中文摘要：

目的鉴定人骨髓间充质干细胞（human bone marrow-derived mesenchymal stem cell,HMSC）在肿瘤微环境下分化为肿瘤相关成纤维细胞（tumor associated fibroblast,TAF）及对肿瘤生长作用的观察。方法用Transwell实验鉴定HMSC向人胃腺癌细胞株（SGC-7901）迁移的能力。对与人胃癌组织或SGC-7901培养上清液（TCM）长期共培养后的HMSC细胞,用免疫荧光染色检测肌动蛋白微丝（F-actin）的表达、免疫细胞化学染色检测α-平滑肌肌动蛋白（α-smooth muscle actin,α-SMA）及波形蛋白（vimentin）的表达。用实时定量PCR法检测与胃癌组织及TCM共培养后的HMSC细胞中α-SMA表达水平。分别以SGC-7901细胞、SGC-7901细胞＋HMSC细胞、胃癌组织与HMSC共培养细胞＋SGC-7901细胞、TCM与HMSC共培养细胞＋SGC-7901细胞接种裸鼠,构建裸鼠致瘤模型,测定4组模型致瘤时间及瘤体大小。结果 Transwell实验结果表明HMSC在肿瘤微环境诱导下具有向肿瘤迁移的能力,诱导后的HMSC细胞高表达TAF细胞表面特征蛋白F-actin、α-SMA及vimentin,实时定量PCR结果表明与胃癌组织及TCM共培养后的HMSC细胞α-SMA mRNA表达水平分别为（0.58±0.05）和（0.52±0.06）,与对照组（0.35±0.04）相比明显增高（F=4.72,F=5.31,P均〈0.05）。裸鼠致瘤模型显示经肿瘤微环境诱导后的TAF可促进体内肿瘤生长。
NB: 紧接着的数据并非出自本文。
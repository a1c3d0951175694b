//! Producer framework
//!
//! Producers own a bounded message channel and an egress resource. The
//! framework runs the control loop: it dequeues messages in enqueue
//! order, applies the producer's modulator chain, writes with bounded
//! retries, and falls back instead of dropping when the egress misbehaves.
//! Routers talk to producers exclusively through [ProducerHandle].
use flume::{Receiver, TrySendError};
use std::sync::atomic::{AtomicU64, AtomicU8, Ordering};
use std::sync::{Arc, Mutex};
use std::time::Instant;
use tokio::time::{interval, sleep, Duration, MissedTickBehavior};
use tracing::{debug, error, trace, warn};

use crate::control::{ControlSignal, Fuse};
use crate::modulator::{ChainOutcome, ModulatorChain};
use crate::router::Dispatcher;
use crate::stream::StreamId;
use crate::sync::{SpinPriority, Spinner};
use crate::telemetry::{names, Telemetry};
use crate::{Error, Message, Producer};

/// Write retries for transient egress errors before falling back.
const WRITE_RETRIES: u32 = 3;

/// Base backoff between write retries; doubles per attempt.
const WRITE_BACKOFF: Duration = Duration::from_millis(50);

/// Lifecycle state of a consumer or producer.
#[derive(Clone, Copy, Debug, PartialEq, Eq)]
#[repr(u8)]
pub enum PluginState {
    /// constructed, not yet started
    Initializing = 0,
    /// accepting work
    Active = 1,
    /// no longer accepting new work, still draining
    PrepareStop = 2,
    /// draining finished, closing resources
    Stopping = 3,
    /// terminated
    Dead = 4,
}

/// Shared atomic cell holding a [PluginState].
#[derive(Default)]
pub struct StateCell(AtomicU8);

impl StateCell {
    /// Creates a cell in [PluginState::Initializing].
    pub fn new() -> Arc<StateCell> {
        Arc::new(StateCell::default())
    }

    /// Reads the current state.
    pub fn get(&self) -> PluginState {
        match self.0.load(Ordering::Acquire) {
            0 => PluginState::Initializing,
            1 => PluginState::Active,
            2 => PluginState::PrepareStop,
            3 => PluginState::Stopping,
            _ => PluginState::Dead,
        }
    }

    /// Stores a new state.
    pub fn set(&self, state: PluginState) {
        self.0.store(state as u8, Ordering::Release);
    }

    /// True while the producer accepts new messages.
    pub fn accepting(&self) -> bool {
        matches!(self.get(), PluginState::Initializing | PluginState::Active)
    }
}

/// Rate gate for repetitive error logs: one log per second, with the
/// number of suppressed occurrences reported on the next allowed log.
#[derive(Default)]
pub(crate) struct RateGate {
    last: Mutex<Option<Instant>>,
    suppressed: AtomicU64,
}

impl RateGate {
    pub(crate) fn allow(&self) -> Option<u64> {
        let mut last = match self.last.lock() {
            Ok(guard) => guard,
            Err(poisoned) => poisoned.into_inner(),
        };
        match *last {
            Some(at) if at.elapsed() < Duration::from_secs(1) => {
                let _ = self.suppressed.fetch_add(1, Ordering::Relaxed);
                None
            }
            _ => {
                *last = Some(Instant::now());
                Some(self.suppressed.swap(0, Ordering::Relaxed))
            }
        }
    }
}

/// Cheap, cloneable reference to a running producer, held by routers.
#[derive(Clone)]
pub struct ProducerHandle {
    label: Arc<str>,
    sender: flume::Sender<Message>,
    timeout: Duration,
    fallback: Option<StreamId>,
    fuse: Arc<Fuse>,
    state: Arc<StateCell>,
    telemetry: Telemetry,
}

impl ProducerHandle {
    pub(crate) fn new(
        label: Arc<str>,
        sender: flume::Sender<Message>,
        timeout: Duration,
        fallback: Option<StreamId>,
        fuse: Arc<Fuse>,
        state: Arc<StateCell>,
        telemetry: Telemetry,
    ) -> Self {
        ProducerHandle {
            label,
            sender,
            timeout,
            fallback,
            fuse,
            state,
            telemetry,
        }
    }

    /// Label of the producer behind this handle.
    pub fn label(&self) -> &str {
        &self.label
    }

    /// Current lifecycle state.
    pub fn state(&self) -> PluginState {
        self.state.get()
    }

    /// True while the producer's fuse is burned.
    pub fn fuse_burned(&self) -> bool {
        self.fuse.is_burned()
    }

    /// Enqueues a message into the producer's bounded channel.
    ///
    /// A burned fuse or a stopping producer diverts immediately. A full
    /// channel is retried with adaptive backoff until the configured
    /// timeout, then the message is diverted to the fallback stream. The
    /// message is delivered, delivered to fallback, or counted as
    /// discarded; it is never lost silently.
    pub async fn enqueue(
        &self,
        message: Message,
        net: &Dispatcher,
        hops: usize,
    ) -> Result<(), Error> {
        if self.fuse.is_burned() || !self.state.accepting() {
            return self.divert(message, net, hops).await;
        }

        let mut message = match self.sender.try_send(message) {
            Ok(()) => {
                self.telemetry.incr(names::ENQUEUED);
                return Ok(());
            }
            Err(TrySendError::Disconnected(m)) => {
                return self.divert(m, net, hops).await;
            }
            Err(TrySendError::Full(m)) => m,
        };

        let deadline = Instant::now() + self.timeout;
        let mut spinner = Spinner::new(SpinPriority::Medium);
        loop {
            if Instant::now() >= deadline {
                trace!(producer = self.label(), "enqueue timed out, diverting");
                self.divert(message, net, hops).await?;
                return Err(Error::Saturated);
            }
            spinner.wait().await;
            message = match self.sender.try_send(message) {
                Ok(()) => {
                    self.telemetry.incr(names::ENQUEUED);
                    return Ok(());
                }
                Err(TrySendError::Disconnected(m)) => {
                    return self.divert(m, net, hops).await;
                }
                Err(TrySendError::Full(m)) => m,
            };
        }
    }

    /// Redirects a message to the fallback stream, or counts it as
    /// discarded when no fallback is configured.
    pub async fn divert(
        &self,
        mut message: Message,
        net: &Dispatcher,
        hops: usize,
    ) -> Result<(), Error> {
        match self.fallback {
            Some(stream) => {
                self.telemetry.incr(names::FALLBACK);
                message.rewrite_stream(stream);
                net.deliver(message, hops + 1).await
            }
            None => {
                self.telemetry.incr(names::DISCARDED);
                debug!(producer = self.label(), "message discarded, no fallback");
                Ok(())
            }
        }
    }
}

/// Everything the framework loop needs besides the plugin itself.
pub(crate) struct ProducerContext {
    pub label: Arc<str>,
    pub state: Arc<StateCell>,
    pub fuse: Arc<Fuse>,
    pub chain: Arc<ModulatorChain>,
    pub fallback: Option<StreamId>,
    pub net: Arc<Dispatcher>,
    pub telemetry: Telemetry,
    pub write_errors: Arc<RateGate>,
}

impl ProducerContext {
    async fn divert(&self, mut message: Message, reason: &str) {
        match self.fallback {
            Some(stream) => {
                self.telemetry.incr(names::FALLBACK);
                message.rewrite_stream(stream);
                if let Err(e) = self.net.deliver(message, 1).await {
                    warn!(
                        producer = self.label.as_ref(),
                        error = format!("{e}"),
                        "fallback delivery failed"
                    );
                }
            }
            None => {
                self.telemetry.incr(names::DISCARDED);
                if let Some(suppressed) = self.write_errors.allow() {
                    warn!(
                        producer = self.label.as_ref(),
                        reason = reason,
                        suppressed,
                        "message discarded, no fallback"
                    );
                }
            }
        }
    }
}

/// Message control loop. Dequeues in enqueue order, applies the modulator
/// chain, writes with bounded retries and falls back on failure. The
/// ticker arm fires only for plugins that request an interval.
pub(crate) async fn run_producer(
    mut plugin: Box<dyn Producer + Send + Sync>,
    messages: Receiver<Message>,
    control: Receiver<ControlSignal>,
    ctx: ProducerContext,
) -> Result<(), Error> {
    debug!(producer = ctx.label.as_ref(), "producer connected");

    let tick_every = plugin.tick_interval();
    let mut ticker = interval(tick_every.unwrap_or(Duration::from_secs(3600)));
    ticker.set_missed_tick_behavior(MissedTickBehavior::Skip);
    ticker.tick().await;

    loop {
        tokio::select! {
            biased;
            ctl = control.recv_async() => match ctl {
                Ok(ControlSignal::Start) => {
                    ctx.state.set(PluginState::Active);
                    trace!(producer = ctx.label.as_ref(), "producer active");
                }
                Ok(ControlSignal::PrepareStop) => {
                    ctx.state.set(PluginState::PrepareStop);
                }
                Ok(ControlSignal::Roll) => {
                    if let Err(e) = plugin.roll().await {
                        error!(
                            producer = ctx.label.as_ref(),
                            error = format!("{e}"),
                            "rotation hint failed"
                        );
                    }
                }
                Ok(ControlSignal::FuseBurn) => ctx.fuse.burn(),
                Ok(ControlSignal::FuseActive) => ctx.fuse.activate(),
                Ok(ControlSignal::Stop) | Err(_) => {
                    ctx.state.set(PluginState::Stopping);
                    // drain whatever the routers already enqueued
                    while let Ok(message) = messages.try_recv() {
                        write_one(plugin.as_mut(), message, &ctx).await;
                    }
                    plugin.close().await?;
                    ctx.state.set(PluginState::Dead);
                    debug!(producer = ctx.label.as_ref(), "producer closed");
                    return Ok(());
                }
            },
            message = messages.recv_async() => match message {
                Ok(message) => write_one(plugin.as_mut(), message, &ctx).await,
                Err(_) => {
                    // every sender dropped; drain happened upstream
                    ctx.state.set(PluginState::Stopping);
                    plugin.close().await?;
                    ctx.state.set(PluginState::Dead);
                    debug!(producer = ctx.label.as_ref(), "producer channel closed");
                    return Ok(());
                }
            },
            _ = ticker.tick(), if tick_every.is_some() => {
                if let Err(e) = plugin.tick().await {
                    if let Some(suppressed) = ctx.write_errors.allow() {
                        error!(
                            producer = ctx.label.as_ref(),
                            error = format!("{e}"),
                            suppressed,
                            "producer tick failed"
                        );
                    }
                }
            },
        }
    }
}

async fn write_one(plugin: &mut (dyn Producer + Send + Sync), mut message: Message, ctx: &ProducerContext) {
    match ctx.chain.apply(&mut message) {
        ChainOutcome::Accept => {}
        ChainOutcome::Drop => {
            ctx.telemetry.incr(names::FILTERED);
            return;
        }
        ChainOutcome::Malformed => {
            ctx.telemetry.incr(names::MALFORMED);
            return;
        }
        ChainOutcome::Fallback => {
            ctx.divert(message, "modulator fallback").await;
            return;
        }
    }

    let mut attempt = 0;
    loop {
        match plugin.write(message.clone()).await {
            Ok(()) => {
                if ctx.fuse.is_burned() {
                    // egress recovered; let routers enqueue again
                    ctx.fuse.activate();
                    debug!(producer = ctx.label.as_ref(), "fuse cleared");
                }
                return;
            }
            Err(Error::Saturated) => {
                // egress buffer full twice over; fallback immediately
                ctx.divert(message, "egress saturated").await;
                return;
            }
            Err(Error::OutputError(e)) if attempt + 1 < WRITE_RETRIES => {
                // transient; retry with backoff
                attempt += 1;
                if let Some(suppressed) = ctx.write_errors.allow() {
                    warn!(
                        producer = ctx.label.as_ref(),
                        error = e,
                        attempt,
                        suppressed,
                        "transient write error, retrying"
                    );
                }
                sleep(WRITE_BACKOFF * 2u32.saturating_pow(attempt - 1)).await;
            }
            Err(e) => {
                if let Some(suppressed) = ctx.write_errors.allow() {
                    error!(
                        producer = ctx.label.as_ref(),
                        error = format!("{e}"),
                        suppressed,
                        "write failed"
                    );
                }
                // target unreachable: short-circuit routers to fallback
                // until a queued write succeeds again
                ctx.fuse.burn();
                ctx.divert(message, "write failed").await;
                return;
            }
        }
    }
}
结论肿瘤微环境诱导下HMSC活化并可分化为TAF,并对肿瘤生长起到促进作用。

英文摘要：

Objective To identify tumor associated fibroblast（TAF） derived from mesenchymal stem cells（HMSC） of human bone marrow,and observe the role of TAF for promoting growth of tumor.Methods The migration ability of HMSC to human gastric carcinoma cell strain SGC-7901 was detected by Transwell assay.The HMSC was co-cultured by human gastric tumor tissue,SGC-7901-conditioned medium（TCM） for a long time.The TAF markers including F-actin,α-smooth muscle actin（α-SMA） and vimentin were detected by immunofluence and immunocytochemistry.The α-SMA mRNA levels of HMSC co-cultured with human gastric tumor tissue or TCM were determined by real-time PCR（RT-PCR）.The mouse xenograft models： i.e.,SGC-7901 cells alone,SGC-7901 cells implanted with HMSCs,SGC-7901 cells implanted with either human gastric tumor tissue MSC or MSC treated with TCM,were used to determine the tumor incidence and volume.Results The migration assays in Transwell system showed HMSC co-cultured with SGC-7901 tumor cells had more increase in cell migration.The immunohistochemistry showed that TAF had higher expression of F-actin,α-SMA and vimentin.The results of real-time RT-PCR shows that the expressions of α-SMA in SGC-7901 cells implanted with either human gastric tumor tissue MSC（0.58±0.05） or MSC treated with TCM（0.52±0.06） were higher than those in controls（0.35±0.04）（F=4.72,F=5.31,P0.05）.HMSC in the tumor condition exhibited the ability to promote tumor cell growth in vivo co-implantation model.Conclusion HMSC become activated and resemble tumor associated myofibroblasts upon prolonged exposure to tumor tissue or tumor conditioned medium from SGC-7901 tumor cells,which may promote the growth of tumor.